Filter the listing for lines containing "NotFound".

━━━━━━

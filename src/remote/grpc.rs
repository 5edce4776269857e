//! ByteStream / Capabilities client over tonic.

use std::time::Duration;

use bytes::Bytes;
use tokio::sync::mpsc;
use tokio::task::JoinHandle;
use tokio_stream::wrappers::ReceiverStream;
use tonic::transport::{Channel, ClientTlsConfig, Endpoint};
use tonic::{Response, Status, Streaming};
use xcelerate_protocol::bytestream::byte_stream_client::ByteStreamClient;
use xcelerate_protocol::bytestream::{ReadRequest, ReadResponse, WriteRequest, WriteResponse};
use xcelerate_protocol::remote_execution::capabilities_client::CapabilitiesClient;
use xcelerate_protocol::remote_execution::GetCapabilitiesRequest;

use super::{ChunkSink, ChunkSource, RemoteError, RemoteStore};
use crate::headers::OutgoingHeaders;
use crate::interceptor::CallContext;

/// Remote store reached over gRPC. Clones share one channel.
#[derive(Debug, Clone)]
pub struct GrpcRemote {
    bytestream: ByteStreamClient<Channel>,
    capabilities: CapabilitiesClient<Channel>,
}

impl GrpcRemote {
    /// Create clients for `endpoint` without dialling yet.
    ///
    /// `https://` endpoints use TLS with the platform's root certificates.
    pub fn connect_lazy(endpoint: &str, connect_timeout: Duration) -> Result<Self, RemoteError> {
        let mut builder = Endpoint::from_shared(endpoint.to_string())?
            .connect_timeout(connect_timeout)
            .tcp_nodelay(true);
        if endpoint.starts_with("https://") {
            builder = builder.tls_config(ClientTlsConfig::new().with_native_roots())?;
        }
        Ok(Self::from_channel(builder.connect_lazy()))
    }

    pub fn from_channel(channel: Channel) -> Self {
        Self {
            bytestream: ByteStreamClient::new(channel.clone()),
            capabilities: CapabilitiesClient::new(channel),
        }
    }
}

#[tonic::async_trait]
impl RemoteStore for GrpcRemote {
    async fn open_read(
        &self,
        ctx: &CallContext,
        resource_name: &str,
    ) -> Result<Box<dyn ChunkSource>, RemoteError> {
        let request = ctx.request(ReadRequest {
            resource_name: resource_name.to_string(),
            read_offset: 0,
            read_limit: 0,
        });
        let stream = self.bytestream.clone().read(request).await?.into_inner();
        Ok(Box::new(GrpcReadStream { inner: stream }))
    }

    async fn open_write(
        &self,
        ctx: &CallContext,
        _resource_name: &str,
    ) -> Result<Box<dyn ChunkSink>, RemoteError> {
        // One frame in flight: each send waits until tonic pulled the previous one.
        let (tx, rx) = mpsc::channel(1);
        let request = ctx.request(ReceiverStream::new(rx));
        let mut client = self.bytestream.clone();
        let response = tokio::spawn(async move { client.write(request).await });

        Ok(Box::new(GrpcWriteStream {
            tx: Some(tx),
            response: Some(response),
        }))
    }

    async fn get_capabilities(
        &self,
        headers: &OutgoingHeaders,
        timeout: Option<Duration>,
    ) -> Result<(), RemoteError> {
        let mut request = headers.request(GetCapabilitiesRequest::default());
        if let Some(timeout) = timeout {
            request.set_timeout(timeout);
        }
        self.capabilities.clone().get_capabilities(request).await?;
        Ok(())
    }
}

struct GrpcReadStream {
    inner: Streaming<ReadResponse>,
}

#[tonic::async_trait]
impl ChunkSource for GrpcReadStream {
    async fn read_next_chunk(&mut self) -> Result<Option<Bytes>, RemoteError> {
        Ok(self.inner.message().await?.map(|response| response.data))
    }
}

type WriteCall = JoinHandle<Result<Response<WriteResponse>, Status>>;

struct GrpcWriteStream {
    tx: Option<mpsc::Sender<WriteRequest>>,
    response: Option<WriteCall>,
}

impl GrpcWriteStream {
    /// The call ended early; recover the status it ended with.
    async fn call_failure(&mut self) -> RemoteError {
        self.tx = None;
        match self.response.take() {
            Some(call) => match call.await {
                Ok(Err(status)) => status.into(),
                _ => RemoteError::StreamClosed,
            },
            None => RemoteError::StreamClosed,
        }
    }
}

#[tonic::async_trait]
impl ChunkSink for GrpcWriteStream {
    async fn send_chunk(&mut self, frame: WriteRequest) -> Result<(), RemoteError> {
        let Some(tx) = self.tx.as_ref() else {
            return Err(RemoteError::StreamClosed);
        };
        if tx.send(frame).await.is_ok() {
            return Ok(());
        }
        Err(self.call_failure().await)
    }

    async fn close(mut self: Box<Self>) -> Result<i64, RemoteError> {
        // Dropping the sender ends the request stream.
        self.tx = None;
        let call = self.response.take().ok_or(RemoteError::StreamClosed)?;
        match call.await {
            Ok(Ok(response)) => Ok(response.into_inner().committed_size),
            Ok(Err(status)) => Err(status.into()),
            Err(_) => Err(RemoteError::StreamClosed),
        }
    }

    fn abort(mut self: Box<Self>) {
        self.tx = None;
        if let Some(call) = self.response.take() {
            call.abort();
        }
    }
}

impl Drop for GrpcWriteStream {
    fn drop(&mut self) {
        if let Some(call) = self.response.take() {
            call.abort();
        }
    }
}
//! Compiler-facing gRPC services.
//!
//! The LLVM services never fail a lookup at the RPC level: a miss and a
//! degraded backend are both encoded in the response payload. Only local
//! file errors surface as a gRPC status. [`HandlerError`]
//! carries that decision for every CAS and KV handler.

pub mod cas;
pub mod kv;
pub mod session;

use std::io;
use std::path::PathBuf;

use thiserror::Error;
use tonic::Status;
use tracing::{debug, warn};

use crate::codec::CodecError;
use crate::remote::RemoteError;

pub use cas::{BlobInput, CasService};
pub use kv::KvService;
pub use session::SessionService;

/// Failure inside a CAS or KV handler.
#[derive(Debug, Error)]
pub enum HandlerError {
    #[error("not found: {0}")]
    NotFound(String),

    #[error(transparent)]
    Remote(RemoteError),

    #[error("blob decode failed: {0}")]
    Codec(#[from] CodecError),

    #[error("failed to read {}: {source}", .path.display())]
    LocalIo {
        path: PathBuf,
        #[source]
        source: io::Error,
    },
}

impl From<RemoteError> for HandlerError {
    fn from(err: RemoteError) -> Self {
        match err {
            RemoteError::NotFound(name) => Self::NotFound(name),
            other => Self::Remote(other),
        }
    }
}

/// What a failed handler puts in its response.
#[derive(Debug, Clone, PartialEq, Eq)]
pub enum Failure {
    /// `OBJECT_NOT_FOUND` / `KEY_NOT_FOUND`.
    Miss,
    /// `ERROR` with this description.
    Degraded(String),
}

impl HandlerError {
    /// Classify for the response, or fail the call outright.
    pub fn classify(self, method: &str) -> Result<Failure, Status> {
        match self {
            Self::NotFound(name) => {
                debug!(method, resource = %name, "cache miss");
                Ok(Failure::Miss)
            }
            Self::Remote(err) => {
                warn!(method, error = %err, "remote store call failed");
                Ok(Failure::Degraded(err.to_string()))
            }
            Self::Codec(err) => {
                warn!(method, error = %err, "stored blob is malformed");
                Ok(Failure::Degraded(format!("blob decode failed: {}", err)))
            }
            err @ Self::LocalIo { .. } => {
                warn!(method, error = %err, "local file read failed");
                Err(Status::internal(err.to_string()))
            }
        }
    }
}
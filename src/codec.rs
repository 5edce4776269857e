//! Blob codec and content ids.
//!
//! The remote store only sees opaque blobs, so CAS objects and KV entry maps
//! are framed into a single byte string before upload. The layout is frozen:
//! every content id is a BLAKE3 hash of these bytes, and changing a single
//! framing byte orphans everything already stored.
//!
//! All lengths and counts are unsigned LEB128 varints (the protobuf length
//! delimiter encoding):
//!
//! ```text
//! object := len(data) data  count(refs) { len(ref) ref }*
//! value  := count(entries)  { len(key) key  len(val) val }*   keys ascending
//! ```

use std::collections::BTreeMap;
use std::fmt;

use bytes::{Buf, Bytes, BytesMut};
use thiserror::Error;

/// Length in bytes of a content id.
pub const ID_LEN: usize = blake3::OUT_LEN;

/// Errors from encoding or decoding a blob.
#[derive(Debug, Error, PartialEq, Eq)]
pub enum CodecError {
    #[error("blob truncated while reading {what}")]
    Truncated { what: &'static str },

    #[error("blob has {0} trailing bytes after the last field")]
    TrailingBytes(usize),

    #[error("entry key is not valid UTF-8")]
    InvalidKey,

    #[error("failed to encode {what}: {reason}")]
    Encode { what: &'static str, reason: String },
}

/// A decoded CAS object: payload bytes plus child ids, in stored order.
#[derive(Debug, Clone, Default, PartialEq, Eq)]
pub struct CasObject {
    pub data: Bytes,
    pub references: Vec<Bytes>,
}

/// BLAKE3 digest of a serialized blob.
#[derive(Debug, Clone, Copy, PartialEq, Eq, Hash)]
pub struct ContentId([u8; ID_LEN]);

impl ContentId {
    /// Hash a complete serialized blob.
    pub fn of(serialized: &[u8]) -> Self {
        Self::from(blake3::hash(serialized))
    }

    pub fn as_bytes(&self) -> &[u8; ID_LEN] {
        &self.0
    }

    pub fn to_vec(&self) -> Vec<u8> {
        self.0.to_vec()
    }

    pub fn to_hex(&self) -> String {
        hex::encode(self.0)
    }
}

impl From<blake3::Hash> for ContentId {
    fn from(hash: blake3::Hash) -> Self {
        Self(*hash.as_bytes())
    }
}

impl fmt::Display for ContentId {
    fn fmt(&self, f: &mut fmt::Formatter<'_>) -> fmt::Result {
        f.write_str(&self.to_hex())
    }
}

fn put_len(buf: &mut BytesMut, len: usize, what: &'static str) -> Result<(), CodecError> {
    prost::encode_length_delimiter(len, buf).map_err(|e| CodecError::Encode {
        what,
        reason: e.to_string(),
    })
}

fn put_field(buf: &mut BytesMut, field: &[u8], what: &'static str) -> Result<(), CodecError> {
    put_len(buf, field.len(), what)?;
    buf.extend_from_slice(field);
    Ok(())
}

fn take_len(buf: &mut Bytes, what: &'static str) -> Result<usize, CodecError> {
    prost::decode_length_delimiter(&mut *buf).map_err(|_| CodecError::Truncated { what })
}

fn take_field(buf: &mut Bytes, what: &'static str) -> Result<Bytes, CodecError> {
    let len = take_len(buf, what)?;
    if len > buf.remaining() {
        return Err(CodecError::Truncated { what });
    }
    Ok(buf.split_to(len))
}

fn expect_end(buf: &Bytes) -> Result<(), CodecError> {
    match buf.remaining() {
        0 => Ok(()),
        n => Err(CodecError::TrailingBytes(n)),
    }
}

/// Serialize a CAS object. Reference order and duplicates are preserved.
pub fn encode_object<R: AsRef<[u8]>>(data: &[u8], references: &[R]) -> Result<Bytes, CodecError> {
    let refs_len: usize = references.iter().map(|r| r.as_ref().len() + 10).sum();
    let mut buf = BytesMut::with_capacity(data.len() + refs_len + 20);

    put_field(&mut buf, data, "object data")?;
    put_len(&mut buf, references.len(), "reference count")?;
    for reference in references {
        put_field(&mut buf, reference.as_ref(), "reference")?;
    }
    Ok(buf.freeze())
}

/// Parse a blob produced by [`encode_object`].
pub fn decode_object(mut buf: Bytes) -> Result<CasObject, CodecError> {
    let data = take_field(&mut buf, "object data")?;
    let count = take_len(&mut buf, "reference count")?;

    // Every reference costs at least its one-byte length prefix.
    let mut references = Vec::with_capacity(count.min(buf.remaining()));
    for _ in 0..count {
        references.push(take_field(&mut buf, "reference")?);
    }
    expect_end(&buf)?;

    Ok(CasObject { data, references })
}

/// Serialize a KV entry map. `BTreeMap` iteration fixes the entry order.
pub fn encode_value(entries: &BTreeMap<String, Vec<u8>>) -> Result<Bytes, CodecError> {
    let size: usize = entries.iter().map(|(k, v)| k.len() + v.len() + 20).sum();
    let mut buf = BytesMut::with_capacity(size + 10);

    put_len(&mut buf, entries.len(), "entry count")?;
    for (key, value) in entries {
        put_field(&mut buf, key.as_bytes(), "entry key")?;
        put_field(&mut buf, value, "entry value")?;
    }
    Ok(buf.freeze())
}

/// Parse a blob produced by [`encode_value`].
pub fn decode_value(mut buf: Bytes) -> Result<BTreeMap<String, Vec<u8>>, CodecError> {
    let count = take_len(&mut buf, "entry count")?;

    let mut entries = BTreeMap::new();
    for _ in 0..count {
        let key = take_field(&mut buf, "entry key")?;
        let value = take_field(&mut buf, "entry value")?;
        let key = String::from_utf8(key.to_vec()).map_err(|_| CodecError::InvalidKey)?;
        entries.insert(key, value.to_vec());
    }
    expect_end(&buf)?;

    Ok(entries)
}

━━━━━━

• **Solved exercise**:
    NotFound(String),
            RemoteError::NotFound(name) => Self::NotFound(name),
            Self::NotFound(name) => {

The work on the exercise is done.